(Problem)
Match the word "await". Return each line of the data below where it appears.

(Material provided)
* * * * *
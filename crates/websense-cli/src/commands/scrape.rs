//! `websense scrape`: extract structured data from one page.

use std::path::PathBuf;

use clap::Args;
use websense::{Extractor, Fetcher, Scraper};

use super::{ExtractArgs, FetchArgs};
use crate::config::resolve_extraction_config;
use crate::output;

#[derive(Debug, Clone, Args)]
pub struct ScrapeArgs {
    /// URL of the page to scrape.
    pub url: String,

    #[command(flatten)]
    pub extract: ExtractArgs,

    #[command(flatten)]
    pub fetch: FetchArgs,

    /// Send plain text instead of markdown to the model.
    #[arg(long)]
    pub no_markdown: bool,

    /// Write the JSON result to this file instead of stdout.
    #[arg(short, long)]
    pub output: Option<PathBuf>,

    /// Print progress details.
    #[arg(short, long)]
    pub verbose: bool,
}

/// Settings not given as flags are read through `env`.
pub async fn run(args: ScrapeArgs, env: impl Fn(&str) -> Option<String>) -> anyhow::Result<()> {
    let options = args.extract.scrape_options(!args.no_markdown)?;
    let config = resolve_extraction_config(args.extract.model.as_deref(), env)?;

    if args.verbose {
        output::header();
        for note in args.extract.input_notes() {
            output::info(&note);
        }
        output::info(&format!("Target: {}", args.url));
        output::info(&format!("Model: {}", config.model));
        output::info(&format!(
            "Timeout: {}s, retries: {}",
            args.fetch.timeout, args.fetch.retries
        ));
    }

    let scraper = Scraper::builder()
        .fetcher(Fetcher::new(args.fetch.fetcher_config())?)
        .extractor(Extractor::new(config)?)
        .build()?;

    let data = scraper.scrape(&args.url, &options).await?;
    let rendered = serde_json::to_string_pretty(&data)?;

    if args.verbose {
        output::success("Extraction complete");
    }
    output::write_output(&rendered, args.output.as_deref(), args.verbose)
}
//! `websense search`: search the web and scrape the first good result.

use std::path::PathBuf;
use std::sync::Arc;

use clap::Args;
use websense::pipeline::DEFAULT_MAX_RESULTS;
use websense::{DuckDuckGoSearch, Extractor, Fetcher, Scraper};

use super::{ExtractArgs, FetchArgs};
use crate::config::{resolve_extraction_config, resolve_search_endpoint};
use crate::output;

#[derive(Debug, Clone, Args)]
pub struct SearchArgs {
    /// Search query.
    pub query: String,

    #[command(flatten)]
    pub extract: ExtractArgs,

    #[command(flatten)]
    pub fetch: FetchArgs,

    /// Number of search results to try.
    #[arg(long, default_value_t = DEFAULT_MAX_RESULTS)]
    pub max_results: usize,

    /// Send plain text instead of markdown to the model.
    #[arg(long)]
    pub no_markdown: bool,

    /// Write the JSON result to this file instead of stdout.
    #[arg(short, long)]
    pub output: Option<PathBuf>,

    /// Print progress details.
    #[arg(short, long)]
    pub verbose: bool,
}

/// Settings not given as flags are read through `env`.
pub async fn run(args: SearchArgs, env: impl Fn(&str) -> Option<String>) -> anyhow::Result<()> {
    let options = args.extract.scrape_options(!args.no_markdown)?;
    let config = resolve_extraction_config(args.extract.model.as_deref(), &env)?;
    let endpoint = resolve_search_endpoint(&env);

    if args.verbose {
        output::header();
        for note in args.extract.input_notes() {
            output::info(&note);
        }
        output::info(&format!("Query: {}", args.query));
        output::info(&format!("Model: {}", config.model));
        output::info(&format!("Trying up to {} result(s)", args.max_results));
    }

    let scraper = Scraper::builder()
        .fetcher(Fetcher::new(args.fetch.fetcher_config())?)
        .extractor(Extractor::new(config)?)
        .search(Arc::new(DuckDuckGoSearch::with_endpoint(endpoint)?))
        .build()?;

    let data = scraper
        .search_and_scrape(&args.query, &options, args.max_results)
        .await?;
    let rendered = serde_json::to_string_pretty(&data)?;

    if args.verbose {
        output::success("Found a good result");
    }
    output::write_output(&rendered, args.output.as_deref(), args.verbose)
}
* * * * *
(Written answer)
    let data = scraper.scrape(&args.url, &options).await?;
        .await?;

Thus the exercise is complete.